Tandis qu'il attendait, Proximo passa la main sur son visage au niveau de sa blessure à la joue droite. La cicatrice en serait probablement assez profonde pour qu'il en gardât la trace pour le restant de sa vie. Mais ce jour serait de toute façon marquant à jamais pour lui; alors s'il devait se souvenir de cette glorieuse occasion à chaque fois qu'il verrait cette balafre dans un miroir, ce ne serait finalement pas une si mauvaise chose. Ce qui inquiéta davantage Proximo, c'est que la main avec laquelle il venait de palper son visage était revenue gluante de sang. Il devina qu'il devait être effrayant à regarder... En hâte, il s'agenouilla pour nettoyer sa plaie à l'aide du sable abrasif de l'arène, tout en serrant les dents.
Une fois achevée cette toilette sommaire, l'attente de Proximo ne fut plus très longue: juste ce qu'il fallait pour faire monter la tension parmi le public, comme si César lui-même avait lui aussi le sens du spectacle. Proximo ne fut pas surpris outre mesure de voir celui-ci pénétrer dans l'arène sans autre escorte que ses licteurs en toges blanches immaculées; et ceux-ci ne portaient pour toute arme sur l'épaule que leur faisceau romain, l'emblème du pouvoir suprême que détenait l'Empereur. Seul un tyran, un despote incertain de son autorité et de l'amour de son peuple, se serait fait entourer de ses sinistres gardes prétoriens aux amples capes pourpres, aux armures de fer noirci, et aux boucliers menaçants. Or il suffisait de jeter un seul regard sur Marc-Aurèle, sur sa mise simple, sur sa silhouette inoffensive, et sur son visage rayonnant de bonté et de bienveillance, pour comprendre que cet homme-là était aux antipodes d'un tyran.
Proximo n'avait encore jamais vu l'Empereur d'aussi près, ni au Colisée, ni dans les rues de Rome, ni ailleurs. Car oui, bien sûr, il avait déjà eu plus d'une fois l'occasion de parcourir à pied l'immense cité de Rome, depuis ses caniveaux les plus sordides, jusqu'à ses forums impériaux les plus glorieusement ostentatoires: après tout, le Ludus Magnus était une caserne, pas une prison! Mais pas une fois il n'avait eu l'occasion de croiser la route du cortège impérial: ces dernières années, Marc-Aurèle avait passé nettement plus de temps à mener en personne de bien lointaines campagnes militaires, sinistres et ingrates, qu'à honorer le peuple de Rome de sa présence divine.

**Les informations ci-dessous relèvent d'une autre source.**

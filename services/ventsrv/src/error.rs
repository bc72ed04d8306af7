use thiserror::Error;

/// Result type for ventsrv
pub type Result<T> = std::result::Result<T, VentsrvError>;

/// Errors that can occur in ventsrv
#[derive(Error, Debug)]
pub enum VentsrvError {
    #[error("Configuration error: {0}")]
    ConfigError(String),

    #[error("Bus error: {0}")]
    BusError(String),

    #[error("Queue error: {0}")]
    QueueError(String),

    #[error("API error: {0}")]
    ApiError(String),
}

impl From<vent_modbus::ModbusError> for VentsrvError {
    fn from(err: vent_modbus::ModbusError) -> Self {
        VentsrvError::BusError(err.to_string())
    }
}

Proximo savait comment il devait se comporter en la circonstance. À l'apparition de l'Empereur, il courba la nuque et baissa le visage vers le sol en signe d'humilité. Puis lorsque César ne fut plus qu'à dix pas de lui, il se laissa tomber sur un genou, poing au sol, dans la posture de la plus parfaite soumission. Marc-Aurèle s'avança vers lui mains en avant, en trottinant de manière presque comique, avec la démarche d'un vieil homme trop conscient des vanités de ce monde pour se prendre encore réellement au sérieux. Dans le même temps, l'Empereur gratifiait le gladiateur du même sourire aimable que celui-ci lui avait déjà vu avant que le combat ne commence. Sa voix était chevrotante mais enjouée, lorsqu'il ordonna sur un ton badin:
-–- Allons, relève-toi, voyons, relève-toi! Regarde toute cette foule autour de nous: c'est toi ici, le héros du jour... Moi, eh bien, disons que je ne fais que m'inviter un moment dans ton domaine...

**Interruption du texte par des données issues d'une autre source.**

//! Serial transport for Modbus RTU
//!
//! `BusTransport` is the contract every bus user goes through; callers own
//! exactly one transport per physical bus and must serialize access to it
//! (a half-duplex line has one master).

use std::time::Duration;

use async_trait::async_trait;
use serde::{Deserialize, Serialize};
use tokio::io::{AsyncReadExt, AsyncWriteExt};
use tokio_serial::{DataBits, Parity, SerialPortBuilderExt, SerialStream, StopBits};
use tracing::trace;

use crate::codec::ModbusCodec;
use crate::error::{ModbusError, ModbusResult};
use crate::frame;
use crate::pdu::ModbusPdu;

/// Serial line settings for the RTU link
#[derive(Debug, Clone, Serialize, Deserialize)]
pub struct SerialSettings {
    /// Serial device path
    #[serde(default = "default_device")]
    pub device: String,

    /// Baud rate
    #[serde(default = "default_baud_rate")]
    pub baud_rate: u32,

    /// Data bits (5-8)
    #[serde(default = "default_data_bits")]
    pub data_bits: u8,

    /// Stop bits (1 or 2)
    #[serde(default = "default_stop_bits")]
    pub stop_bits: u8,

    /// Parity: "none", "even" or "odd"
    #[serde(default = "default_parity")]
    pub parity: String,

    /// Per-transaction timeout in milliseconds
    #[serde(default = "default_timeout_ms")]
    pub timeout_ms: u64,
}

impl Default for SerialSettings {
    fn default() -> Self {
        Self {
            device: default_device(),
            baud_rate: default_baud_rate(),
            data_bits: default_data_bits(),
            stop_bits: default_stop_bits(),
            parity: default_parity(),
            timeout_ms: default_timeout_ms(),
        }
    }
}

fn default_device() -> String {
    "/dev/ttyUSB1".to_string()
}

fn default_baud_rate() -> u32 {
    9600
}

fn default_data_bits() -> u8 {
    8
}

fn default_stop_bits() -> u8 {
    1
}

fn default_parity() -> String {
    "even".to_string()
}

fn default_timeout_ms() -> u64 {
    1000
}

/// Bus transport contract
///
/// All operations are bounded by the transport's transaction timeout and
/// report failure through `ModbusError` kinds rather than raising.
#[async_trait]
pub trait BusTransport: Send {
    /// Write a single coil (FC05)
    async fn write_coil(&mut self, slave_id: u8, address: u16, value: bool) -> ModbusResult<()>;

    /// Write a single holding register (FC06)
    async fn write_register(&mut self, slave_id: u8, address: u16, value: u16) -> ModbusResult<()>;

    /// Read discrete inputs (FC02)
    async fn read_discrete_inputs(
        &mut self,
        slave_id: u8,
        address: u16,
        quantity: u16,
    ) -> ModbusResult<Vec<bool>>;

    /// Read input registers (FC04)
    async fn read_input_registers(
        &mut self,
        slave_id: u8,
        address: u16,
        quantity: u16,
    ) -> ModbusResult<Vec<u16>>;
}

/// Modbus RTU transport over a serial port
pub struct RtuTransport {
    port: SerialStream,
    timeout: Duration,
}

impl RtuTransport {
    /// Open the serial port with the given settings
    pub async fn open(settings: &SerialSettings) -> ModbusResult<Self> {
        let parity = match settings.parity.to_lowercase().as_str() {
            "even" | "e" => Parity::Even,
            "odd" | "o" => Parity::Odd,
            _ => Parity::None,
        };

        let data_bits = match settings.data_bits {
            5 => DataBits::Five,
            6 => DataBits::Six,
            7 => DataBits::Seven,
            _ => DataBits::Eight,
        };

        let stop_bits = match settings.stop_bits {
            2 => StopBits::Two,
            _ => StopBits::One,
        };

        let timeout = Duration::from_millis(settings.timeout_ms);
        let port = tokio_serial::new(&settings.device, settings.baud_rate)
            .data_bits(data_bits)
            .parity(parity)
            .stop_bits(stop_bits)
            .timeout(timeout)
            .open_native_async()?;

        Ok(Self { port, timeout })
    }

    /// Execute one request/response exchange, bounded by the timeout
    async fn transaction(
        &mut self,
        slave_id: u8,
        request: &ModbusPdu,
        expected_len: usize,
    ) -> ModbusResult<ModbusPdu> {
        let request_frame = frame::encode_frame(slave_id, request);
        trace!(
            "TX slave {}: {:02X?} ({} bytes)",
            slave_id,
            request_frame,
            request_frame.len()
        );

        let response = tokio::time::timeout(
            self.timeout,
            Self::exchange(&mut self.port, &request_frame, expected_len),
        )
        .await
        .map_err(|_| {
            ModbusError::Timeout(format!(
                "No response from slave {} within {} ms",
                slave_id,
                self.timeout.as_millis()
            ))
        })??;

        trace!("RX slave {}: {:02X?}", slave_id, response);
        frame::decode_frame(&response, slave_id)
    }

    /// Write the request frame and accumulate the response frame
    async fn exchange(
        port: &mut SerialStream,
        request_frame: &[u8],
        expected_len: usize,
    ) -> ModbusResult<Vec<u8>> {
        port.write_all(request_frame).await?;
        port.flush().await?;

        let mut response = Vec::with_capacity(expected_len);
        let mut chunk = [0u8; 256];
        loop {
            let n = port.read(&mut chunk).await?;
            if n == 0 {
                return Err(ModbusError::Connection("Serial port closed".to_string()));
            }
            response.extend_from_slice(&chunk[..n]);

            // Exception responses are 5 bytes regardless of the request
            if response.len() >= 2 && response[1] & 0x80 != 0 {
                if response.len() >= frame::EXCEPTION_FRAME_LEN {
                    return Ok(response);
                }
            } else if response.len() >= expected_len {
                return Ok(response);
            }
        }
    }
}

#[async_trait]
impl BusTransport for RtuTransport {
    async fn write_coil(&mut self, slave_id: u8, address: u16, value: bool) -> ModbusResult<()> {
        let pdu = ModbusCodec::build_write_fc05_single_coil_pdu(address, value)?;
        let response = self
            .transaction(slave_id, &pdu, frame::expected_response_len(0x05, 0))
            .await?;
        ModbusCodec::parse_write_response(&response, 0x05)
    }

    async fn write_register(&mut self, slave_id: u8, address: u16, value: u16) -> ModbusResult<()> {
        let pdu = ModbusCodec::build_write_fc06_single_register_pdu(address, value)?;
        let response = self
            .transaction(slave_id, &pdu, frame::expected_response_len(0x06, 0))
            .await?;
        ModbusCodec::parse_write_response(&response, 0x06)
    }

    async fn read_discrete_inputs(
        &mut self,
        slave_id: u8,
        address: u16,
        quantity: u16,
    ) -> ModbusResult<Vec<bool>> {
        let pdu = ModbusCodec::build_read_fc02_discrete_inputs_pdu(address, quantity)?;
        let response = self
            .transaction(slave_id, &pdu, frame::expected_response_len(0x02, quantity))
            .await?;
        ModbusCodec::parse_bits_response(&response, quantity)
    }

    async fn read_input_registers(
        &mut self,
        slave_id: u8,
        address: u16,
        quantity: u16,
    ) -> ModbusResult<Vec<u16>> {
        let pdu = ModbusCodec::build_read_fc04_input_registers_pdu(address, quantity)?;
        let response = self
            .transaction(slave_id, &pdu, frame::expected_response_len(0x04, quantity))
            .await?;
        ModbusCodec::parse_registers_response(&response, quantity)
    }
}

-–- César, Rome toute entière est ton domaine! protesta vivement Proximo tout en se relevant, le visage cependant toujours baissé.
Le vétéran de l'arène se découvrait subitement là un talent inattendu pour la flatterie courtisane. L'Empereur devait être du même avis, à en juger par le gloussement amusé qui lui échappa. Le courant semblait déjà plutôt bien passer entre ces deux hommes d'âge mûr, que tout opposait pourtant par ailleurs. Marc-Aurèle poursuivait déjà:
-–- Je suppose que tu sais déjà pourquoi toi et moi, nous nous retrouvons ici, face à face sous le regard de tous ces gens?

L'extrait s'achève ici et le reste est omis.